Task to complete » Read through the entries below and return each line with the word "CachedValue".

[Dataset excerpts]
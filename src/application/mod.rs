//! Application services: cached stores and the preference resolver.

pub mod defaults;
pub mod error;
pub mod identity;
pub mod overrides;
pub mod preferences;
pub mod repos;
pub mod sites;
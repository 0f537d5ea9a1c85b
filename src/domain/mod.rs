//! Domain layer types and invariants.

pub mod entities;
pub mod error;
pub mod kinds;
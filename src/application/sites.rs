//! Site store: cached lookup of site metadata and auth endpoints.

use std::sync::Arc;

use tracing::warn;

use crate::cache::{AUTH_URL_TTL, CacheKey, CachedValue, PreferenceCache, SITE_TTL};
use crate::domain::entities::SiteRecord;

use super::error::AppError;
use super::repos::SitesRepo;

#[derive(Clone)]
pub struct SiteService {
    repo: Arc<dyn SitesRepo>,
    cache: Arc<dyn PreferenceCache>,
}

impl SiteService {
    pub fn new(repo: Arc<dyn SitesRepo>, cache: Arc<dyn PreferenceCache>) -> Self {
        Self { repo, cache }
    }

    /// Resolve a site, filling the `site:{site_url}` cache entry on miss.
    pub async fn get(&self, site_url: &str) -> Result<SiteRecord, AppError> {
        let key = CacheKey::site(site_url);
        if let Some(site) = self.cache.get(&key).and_then(CachedValue::into_site) {
            return Ok(site);
        }

        let site = self
            .repo
            .find_site(site_url)
            .await?
            .ok_or_else(|| AppError::unknown_site(site_url))?;
        self.cache
            .set(key, CachedValue::Site(site.clone()), SITE_TTL);
        Ok(site)
    }

    /// The site's auth endpoint, cached separately under a long TTL since
    /// auth endpoints change rarely.
    pub async fn auth_endpoint(&self, site_url: &str) -> Result<String, AppError> {
        let key = CacheKey::site_auth_url(site_url);
        if let Some(auth_url) = self.cache.get(&key).and_then(CachedValue::into_auth_url) {
            return Ok(auth_url);
        }

        let auth_url = self.get(site_url).await?.auth_url;
        self.cache
            .set(key, CachedValue::AuthUrl(auth_url.clone()), AUTH_URL_TTL);
        Ok(auth_url)
    }

    /// Create or replace a site record.
    ///
    /// Site caches have no write-path invalidation: already-cached lookups
    /// refresh only when their TTL expires.
    pub async fn upsert(&self, site: SiteRecord) -> Result<SiteRecord, AppError> {
        let record = self.repo.upsert_site(site).await?;
        warn!(
            site_url = %record.url,
            "site record written; cached site/auth lookups refresh on TTL expiry only"
        );
        Ok(record)
    }
}
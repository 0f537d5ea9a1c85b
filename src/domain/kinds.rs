//! The kind registry: typed scalar tags for preference values.
//!
//! Every preference value lives in two representations: the serialized
//! string persisted and cached by the stores, and the deserialized JSON
//! value handed to API consumers. A [`Kind`] binds the two together and
//! guarantees `deserialize(serialize(v)) == v` for every value in the
//! kind's domain.

use std::fmt;

use serde::{Deserialize, Serialize};
use serde_json::Value;

use super::error::KindError;

/// A named scalar type tag. Tags are ALLCAPS and at most 10 characters,
/// matching the column width of the persisted `kind` field.
#[derive(Debug, Clone, Copy, PartialEq, Eq, Hash, Serialize, Deserialize)]
#[serde(rename_all = "UPPERCASE")]
pub enum Kind {
    Boolean,
    Integer,
    Number,
    Object,
    String,
}

impl Kind {
    pub const ALL: [Kind; 5] = [
        Kind::Boolean,
        Kind::Integer,
        Kind::Number,
        Kind::Object,
        Kind::String,
    ];

    pub fn tag(self) -> &'static str {
        match self {
            Kind::Boolean => "BOOLEAN",
            Kind::Integer => "INTEGER",
            Kind::Number => "NUMBER",
            Kind::Object => "OBJECT",
            Kind::String => "STRING",
        }
    }

    pub fn from_tag(tag: &str) -> Option<Kind> {
        Self::ALL.into_iter().find(|kind| kind.tag() == tag)
    }

    /// Serialize a JSON value into the persisted string form.
    ///
    /// Fails with [`KindError::Type`] when the value is outside the kind's
    /// domain; this is the enforcement point that keeps ill-typed values out
    /// of the stores.
    pub fn serialize(self, value: &Value) -> Result<String, KindError> {
        match self {
            Kind::Boolean => match value {
                Value::Bool(true) => Ok("true".to_string()),
                Value::Bool(false) => Ok("false".to_string()),
                _ => Err(KindError::type_mismatch(self.tag())),
            },
            Kind::Integer => match value {
                Value::Number(n) if n.is_i64() || n.is_u64() => Ok(n.to_string()),
                _ => Err(KindError::type_mismatch(self.tag())),
            },
            Kind::Number => match value {
                Value::Number(n) => Ok(n.to_string()),
                _ => Err(KindError::type_mismatch(self.tag())),
            },
            // Any JSON value has a structured text encoding.
            Kind::Object => serde_json::to_string(value)
                .map_err(|err| KindError::decode(self.tag(), err.to_string())),
            Kind::String => match value {
                Value::String(s) => Ok(s.clone()),
                _ => Err(KindError::type_mismatch(self.tag())),
            },
        }
    }

    /// Deserialize the persisted string form back into a JSON value.
    ///
    /// BOOLEAN and STRING are total; the rest fail with a typed error on
    /// malformed input.
    pub fn deserialize(self, raw: &str) -> Result<Value, KindError> {
        match self {
            // Anything outside the truthy set is false, never an error.
            Kind::Boolean => {
                let truthy = matches!(raw.to_ascii_lowercase().as_str(), "1" | "on" | "true");
                Ok(Value::Bool(truthy))
            }
            Kind::Integer => raw
                .parse::<i64>()
                .map(Value::from)
                .map_err(|_| KindError::type_mismatch(self.tag())),
            Kind::Number => raw
                .parse::<f64>()
                .map(Value::from)
                .map_err(|_| KindError::type_mismatch(self.tag())),
            Kind::Object => serde_json::from_str(raw)
                .map_err(|err| KindError::decode(self.tag(), err.to_string())),
            Kind::String => Ok(Value::String(raw.to_string())),
        }
    }
}

impl fmt::Display for Kind {
    fn fmt(&self, f: &mut fmt::Formatter<'_>) -> fmt::Result {
        f.write_str(self.tag())
    }
}
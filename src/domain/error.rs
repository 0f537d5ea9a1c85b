use thiserror::Error;

/// Failures while moving a preference value across its serialized boundary.
#[derive(Debug, Clone, Error, PartialEq, Eq)]
pub enum KindError {
    #[error("value is not a valid {expected}")]
    Type { expected: &'static str },
    #[error("malformed {expected} payload: {message}")]
    Decode {
        expected: &'static str,
        message: String,
    },
}

impl KindError {
    pub fn type_mismatch(expected: &'static str) -> Self {
        Self::Type { expected }
    }

    pub fn decode(expected: &'static str, message: impl Into<String>) -> Self {
        Self::Decode {
            expected,
            message: message.into(),
        }
    }
}
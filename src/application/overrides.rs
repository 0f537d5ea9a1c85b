//! Override store: per-user deviations from a site's defaults.
//!
//! Reads go straight to the persistent store; the resolver caches the merged
//! result instead. Every mutation drops the merged-result cache entry for
//! the affected (site, user) pair.

use std::sync::Arc;

use crate::cache::{CacheKey, PreferenceCache};
use crate::domain::entities::OverrideRecord;

use super::error::AppError;
use super::repos::{OverridesRepo, UpsertOverrideParams};

#[derive(Clone)]
pub struct OverrideStore {
    repo: Arc<dyn OverridesRepo>,
    cache: Arc<dyn PreferenceCache>,
}

impl OverrideStore {
    pub fn new(repo: Arc<dyn OverridesRepo>, cache: Arc<dyn PreferenceCache>) -> Self {
        Self { repo, cache }
    }

    pub async fn list(
        &self,
        site_url: &str,
        user_id: &str,
    ) -> Result<Vec<OverrideRecord>, AppError> {
        Ok(self.repo.list_overrides(site_url, user_id).await?)
    }

    pub async fn upsert(&self, params: UpsertOverrideParams) -> Result<OverrideRecord, AppError> {
        let record = self.repo.upsert_override(params).await?;
        self.cache
            .delete(&CacheKey::preferences(&record.site_url, &record.user_id));
        Ok(record)
    }

    /// Idempotent: removing an override that does not exist is a no-op, but
    /// the merged-result entry is dropped either way.
    pub async fn delete(
        &self,
        site_url: &str,
        user_id: &str,
        key: &str,
    ) -> Result<bool, AppError> {
        let existed = self.repo.delete_override(site_url, user_id, key).await?;
        self.cache
            .delete(&CacheKey::preferences(site_url, user_id));
        Ok(existed)
    }
}
//! Token-to-user resolution boundary.
//!
//! User identity is owned by an external service reachable at the site's
//! auth endpoint; this crate only ever stores the opaque user id it hands
//! back.

use async_trait::async_trait;
use thiserror::Error;

#[derive(Debug, Error)]
pub enum IdentityError {
    #[error("auth token rejected by identity service")]
    Unauthorized,
    #[error("identity service unreachable: {0}")]
    Unreachable(String),
}

#[async_trait]
pub trait IdentityResolver: Send + Sync {
    async fn resolve_user_id(&self, auth_url: &str, token: &str)
    -> Result<String, IdentityError>;
}
use crate::history::{HistoryLedger, SeedOrigin};
use crate::{ArisanConfig, ArisanError, Result};
use chrono::Local;
use rust_xlsxwriter::{Format, Workbook};
use serde::Serialize;
use std::path::Path;

pub const TIMESTAMP_FORMAT: &str = "%Y-%m-%d %H:%M:%S";

/// Spreadsheet headers, in column order
pub const HISTORY_HEADERS: [&str; 4] = ["Putaran", "Waktu", "Seed", "Pemenang"];

// Largest integer an xlsx number cell holds exactly
const MAX_EXACT_NUMBER: u64 = 1 << 53;

/// One history row as it appears in exports
#[derive(Debug, Clone, PartialEq, Eq, Serialize)]
pub struct HistoryRow {
    pub round: u32,
    pub timestamp: String,
    pub seed: u64,
    pub seed_origin: SeedOrigin,
    pub winner: String,
}

#[derive(Debug, Clone, Copy, PartialEq, Eq)]
pub enum ExportFormat {
    Xlsx,
    Csv,
    Json,
}

impl ExportFormat {
    pub fn from_path(path: &Path) -> Result<Self> {
        let ext = path
            .extension()
            .and_then(|e| e.to_str())
            .map(|e| e.to_ascii_lowercase())
            .unwrap_or_default();

        match ext.as_str() {
            "xlsx" => Ok(ExportFormat::Xlsx),
            "csv" => Ok(ExportFormat::Csv),
            "json" => Ok(ExportFormat::Json),
            _ => Err(ArisanError::export(format!(
                "unsupported export format: {}",
                path.display()
            ))),
        }
    }
}

/// Rows sorted by round, timestamps in local time
pub fn history_rows(history: &HistoryLedger) -> Vec<HistoryRow> {
    let mut rows: Vec<HistoryRow> = history
        .records()
        .iter()
        .map(|r| HistoryRow {
            round: r.round,
            timestamp: r
                .timestamp
                .with_timezone(&Local)
                .format(TIMESTAMP_FORMAT)
                .to_string(),
            seed: r.seed,
            seed_origin: r.seed_origin,
            winner: r.winner.to_string(),
        })
        .collect();
    rows.sort_by_key(|r| r.round);
    rows
}

fn build_workbook(rows: &[HistoryRow], config: &ArisanConfig) -> Result<Workbook> {
    let mut workbook = Workbook::new();
    let bold = Format::new().set_bold();
    let worksheet = workbook.add_worksheet();
    worksheet.set_name(&config.history_sheet)?;

    for (col, header) in HISTORY_HEADERS.iter().enumerate() {
        worksheet.write_string_with_format(0, col as u16, *header, &bold)?;
    }

    for (i, row) in rows.iter().enumerate() {
        let r = i as u32 + 1;
        worksheet.write_number(r, 0, row.round as f64)?;
        worksheet.write_string(r, 1, &row.timestamp)?;
        if row.seed <= MAX_EXACT_NUMBER {
            worksheet.write_number(r, 2, row.seed as f64)?;
        } else {
            worksheet.write_string(r, 2, row.seed.to_string())?;
        }
        worksheet.write_string(r, 3, &row.winner)?;
    }
    worksheet.set_column_width(1, 20)?;
    worksheet.set_column_width(3, 24)?;

    Ok(workbook)
}

pub fn history_xlsx(history: &HistoryLedger, config: &ArisanConfig) -> Result<Vec<u8>> {
    Ok(build_workbook(&history_rows(history), config)?.save_to_buffer()?)
}

pub fn history_csv(history: &HistoryLedger) -> Result<String> {
    let export_err = |e: csv::Error| ArisanError::export(e.to_string());

    let mut wtr = csv::Writer::from_writer(Vec::new());
    wtr.write_record(HISTORY_HEADERS).map_err(export_err)?;
    for row in history_rows(history) {
        wtr.write_record([
            row.round.to_string(),
            row.timestamp,
            row.seed.to_string(),
            row.winner,
        ])
        .map_err(export_err)?;
    }
    let bytes = wtr
        .into_inner()
        .map_err(|e| ArisanError::export(e.to_string()))?;
    String::from_utf8(bytes).map_err(|e| ArisanError::export(e.to_string()))
}

pub fn history_json(history: &HistoryLedger) -> Result<String> {
    Ok(serde_json::to_string_pretty(&history_rows(history))?)
}

/// Write the history to `path`, format picked by extension
pub fn export_history(path: &Path, history: &HistoryLedger, config: &ArisanConfig) -> Result<()> {
    match ExportFormat::from_path(path)? {
        ExportFormat::Xlsx => build_workbook(&history_rows(history), config)?.save(path)?,
        ExportFormat::Csv => std::fs::write(path, history_csv(history)?)?,
        ExportFormat::Json => std::fs::write(path, history_json(history)?)?,
    }

    tracing::info!(
        "Exported {} draws to {}",
        history.len(),
        path.display()
    );
    Ok(())
}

Exercise solution »
use crate::cache::{AUTH_URL_TTL, CacheKey, CachedValue, PreferenceCache, SITE_TTL};
        if let Some(site) = self.cache.get(&key).and_then(CachedValue::into_site) {
            .set(key, CachedValue::Site(site.clone()), SITE_TTL);
        if let Some(auth_url) = self.cache.get(&key).and_then(CachedValue::into_auth_url) {
            .set(key, CachedValue::AuthUrl(auth_url.clone()), AUTH_URL_TTL);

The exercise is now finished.